This Is Where I'll Go to Escape America
By Tom Dyson
Monday, November 02, 2009
"Tom!"
My wife screamed. I turned around. She was clasping her backpack. The pocket was open.
"He took my purse!" she said.
The thief had followed us, waited until we reached a major street crossing, unzipped the backpack, and pulled the purse out. The thief disappeared into the crowd and we never saw him. It was the perfect crime. We lost $125 and the camera with all our pictures on it.
My wife and I have come to South America to look at property. We're not planning to move here... We just want an escape pod in case we ever need to flee from the United States. Our first stop was Punta del Este in Uruguay. Then we went to Buenos Aires, the capital of Argentina...

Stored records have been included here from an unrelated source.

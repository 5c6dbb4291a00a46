//! Status and method enums for orders and payments.

use serde::{Deserialize, Serialize};

/// Order lifecycle status.
#[derive(Debug, Clone, Copy, PartialEq, Eq, Hash, Serialize, Deserialize, Default)]
#[serde(rename_all = "lowercase")]
pub enum OrderStatus {
    #[default]
    Pending,
    Confirmed,
    Processing,
    Shipped,
    Delivered,
    Cancelled,
}

/// Payment status of an order.
#[derive(Debug, Clone, Copy, PartialEq, Eq, Hash, Serialize, Deserialize, Default)]
#[serde(rename_all = "lowercase")]
pub enum PaymentStatus {
    #[default]
    Pending,
    Completed,
    Failed,
    Refunded,
}

impl OrderStatus {
    pub const ALL: [Self; 6] = [
        Self::Pending,
        Self::Confirmed,
        Self::Processing,
        Self::Shipped,
        Self::Delivered,
        Self::Cancelled,
    ];

    /// Wire name.
    #[must_use]
    pub const fn as_str(&self) -> &'static str {
        match self {
            Self::Pending => "pending",
            Self::Confirmed => "confirmed",
            Self::Processing => "processing",
            Self::Shipped => "shipped",
            Self::Delivered => "delivered",
            Self::Cancelled => "cancelled",
        }
    }
}

impl std::fmt::Display for OrderStatus {
    fn fmt(&self, f: &mut std::fmt::Formatter<'_>) -> std::fmt::Result {
        f.write_str(self.as_str())
    }
}

impl std::str::FromStr for OrderStatus {
    type Err = String;

    fn from_str(s: &str) -> Result<Self, Self::Err> {
        Self::ALL
            .into_iter()
            .find(|status| status.as_str() == s)
            .ok_or_else(|| format!("invalid order status: {s}"))
    }
}

impl PaymentStatus {
    pub const ALL: [Self; 4] = [Self::Pending, Self::Completed, Self::Failed, Self::Refunded];

    /// Wire name.
    #[must_use]
    pub const fn as_str(&self) -> &'static str {
        match self {
            Self::Pending => "pending",
            Self::Completed => "completed",
            Self::Failed => "failed",
            Self::Refunded => "refunded",
        }
    }
}

impl std::fmt::Display for PaymentStatus {
    fn fmt(&self, f: &mut std::fmt::Formatter<'_>) -> std::fmt::Result {
        f.write_str(self.as_str())
    }
}

impl std::str::FromStr for PaymentStatus {
    type Err = String;

    fn from_str(s: &str) -> Result<Self, Self::Err> {
        Self::ALL
            .into_iter()
            .find(|status| status.as_str() == s)
            .ok_or_else(|| format!("invalid payment status: {s}"))
    }
}

/// Payment method chosen at checkout.
#[derive(Debug, Clone, Copy, PartialEq, Eq, Hash, Serialize, Deserialize, Default)]
#[serde(rename_all = "lowercase")]
pub enum PaymentMethod {
    /// UPI apps (Google Pay, PhonePe, Paytm).
    #[default]
    Upi,
    /// Credit or debit card.
    Card,
    /// Mobile wallets.
    Wallet,
    /// Cash on delivery.
    Cod,
    /// Buy now, pay later.
    PayLater,
}

impl PaymentMethod {
    /// All methods in display order.
    pub const ALL: [Self; 5] = [Self::Upi, Self::Card, Self::Wallet, Self::Cod, Self::PayLater];

    /// Human-readable label.
    #[must_use]
    pub const fn label(&self) -> &'static str {
        match self {
            Self::Upi => "UPI",
            Self::Card => "Credit / Debit Card",
            Self::Wallet => "Wallets",
            Self::Cod => "Cash on Delivery",
            Self::PayLater => "Pay Later",
        }
    }

    /// Wire name.
    #[must_use]
    pub const fn as_str(&self) -> &'static str {
        match self {
            Self::Upi => "upi",
            Self::Card => "card",
            Self::Wallet => "wallet",
            Self::Cod => "cod",
            Self::PayLater => "paylater",
        }
    }

    /// Whether payment is settled at order time.
    ///
    /// Cash on delivery is collected later, so its payment stays pending.
    #[must_use]
    pub const fn is_prepaid(&self) -> bool {
        !matches!(self, Self::Cod)
    }
}

impl std::fmt::Display for PaymentMethod {
    fn fmt(&self, f: &mut std::fmt::Formatter<'_>) -> std::fmt::Result {
        f.write_str(self.as_str())
    }
}

impl std::str::FromStr for PaymentMethod {
    type Err = String;

    fn from_str(s: &str) -> Result<Self, Self::Err> {
        match s {
            "upi" => Ok(Self::Upi),
            "card" => Ok(Self::Card),
            "wallet" => Ok(Self::Wallet),
            "cod" => Ok(Self::Cod),
            "paylater" => Ok(Self::PayLater),
            _ => Err(format!("invalid payment method: {s}")),
        }
    }
}
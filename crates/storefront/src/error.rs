//! Unified error handling with Sentry integration.
//!
//! Component errors (`ConfigError`, `ApiError`, `StoreError`,
//! `CheckoutError`) convert into the crate-level [`Error`]. Cart operations
//! never surface remote failures; those are absorbed by the local fallback
//! and only show up in logs and breadcrumbs.

use thiserror::Error;

use crate::api::ApiError;
use crate::checkout::CheckoutError;
use crate::config::ConfigError;
use crate::store::StoreError;

/// Storefront error type.
#[derive(Debug, Error)]
pub enum Error {
    /// Configuration could not be loaded.
    #[error("Configuration error: {0}")]
    Config(#[from] ConfigError),

    /// Remote service client could not be built or called.
    #[error("Remote API error: {0}")]
    Api(#[from] ApiError),

    /// Local persistence failed.
    #[error("Storage error: {0}")]
    Store(#[from] StoreError),

    /// Order placement was rejected.
    #[error("Checkout error: {0}")]
    Checkout(#[from] CheckoutError),

    /// Requested product or category does not exist.
    #[error("Not found: {0}")]
    NotFound(String),
}

impl Error {
    /// Capture infrastructure errors to Sentry.
    ///
    /// User errors (unknown ids, rejected checkouts) are only logged.
    pub fn report(&self) {
        if matches!(self, Self::Config(_) | Self::Api(_) | Self::Store(_)) {
            let event_id = sentry::capture_error(self);
            tracing::error!(
                error = %self,
                sentry_event_id = %event_id,
                "Storefront error"
            );
        } else {
            tracing::info!(error = %self, "Request rejected");
        }
    }
}

/// Result type alias for [`Error`].
pub type Result<T> = std::result::Result<T, Error>;

/// Add a breadcrumb for user actions.
///
/// Breadcrumbs appear in Sentry error reports to show the trail of cart and
/// checkout actions leading up to an error.
///
/// # Example
///
/// ```rust,ignore
/// add_breadcrumb("cart", "add", Some(&[("product_id", "veg-tomato")]));
/// ```
pub fn add_breadcrumb(category: &str, message: &str, data: Option<&[(&str, &str)]>) {
    let mut breadcrumb = sentry::Breadcrumb {
        category: Some(category.to_string()),
        message: Some(message.to_string()),
        level: sentry::Level::Info,
        ..Default::default()
    };

    if let Some(pairs) = data {
        for (key, value) in pairs {
            breadcrumb.data.insert(
                (*key).to_string(),
                serde_json::Value::String((*value).to_string()),
            );
        }
    }

    sentry::add_breadcrumb(breadcrumb);
}

#[cfg(test)]
mod tests {
    use super::*;

    #[test]
    fn test_error_display() {
        let err = Error::NotFound("product veg-kale".to_string());
        assert_eq!(err.to_string(), "Not found: product veg-kale");

        let err = Error::from(CheckoutError::EmptyCart);
        assert_eq!(err.to_string(), "Checkout error: Cart is empty");
    }

    #[test]
    fn test_error_from_api() {
        let err: Error = ApiError::Status {
            status: 404,
            message: "Product not found".to_string(),
            body: None,
        }
        .into();
        assert!(matches!(err, Error::Api(ref e) if e.status() == 404));
    }

    #[test]
    fn test_breadcrumb_without_client_is_noop() {
        add_breadcrumb("cart", "add", Some(&[("product_id", "veg-okra")]));
        add_breadcrumb("cart", "clear", None);
    }
}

Buenos Aires has great restaurants, museums, parks, and shops. It's also noisy, polluted, and crawling with thieves. Fun to visit, but it's not a place we'd ever want to live...
So I came to Cafayate.
Cafayate is a small town in northern Argentina. It's set in the most spectacular scenery I've seen since I crossed the Canadian Rockies in a railroad boxcar three years ago. The town is small, but sophisticated. It reminds me of an art community in the Colorado Rockies. There's a large plaza in the center of town with world-class restaurants and outdoor cafes around it. You can get a full steak dinner and a bottle of wine for $5 in these restaurants.
The weather is perfect... warm air with a mild breeze... all year round. The mountains get snow on them, but Cafayate is in a valley and so close to the equator, it's always warm.
But here's the real reason I'm so excited about this town: Doug Casey is building a world-class resort here. He says it's going to be the world's finest community on the face of the globe. Doug is a brilliant guy who has traveled the world 100 times, so it's an extraordinary claim. If anyone can pull it off, it's Doug and his partners.
Here's how Doug described some of Cafayte's choice aspects:
The centerpiece is an 18-hole golf course designed by Bob Cupp, whose last project was the $140 million Statue of Liberty course in New York. Bob says this may be the best course in South America and one of the top 100 in the world.
...We're growing every type of fruit, berry, and vegetable that you can imagine, organically right on site. So the food is a far cry from what you're used to getting at McDonald's. If you get tired of the fantastic beef, you can fish in either of our two lakes. We're in the middle of a wine region with thousands of acres of grapes planted around us.
What gets me even more excited than the location, however, is the people behind the project. There just aren't a lot of people out there who still believe in 100% personal responsibility, small government, and minding your own business. I know Doug and his partners believe in these things.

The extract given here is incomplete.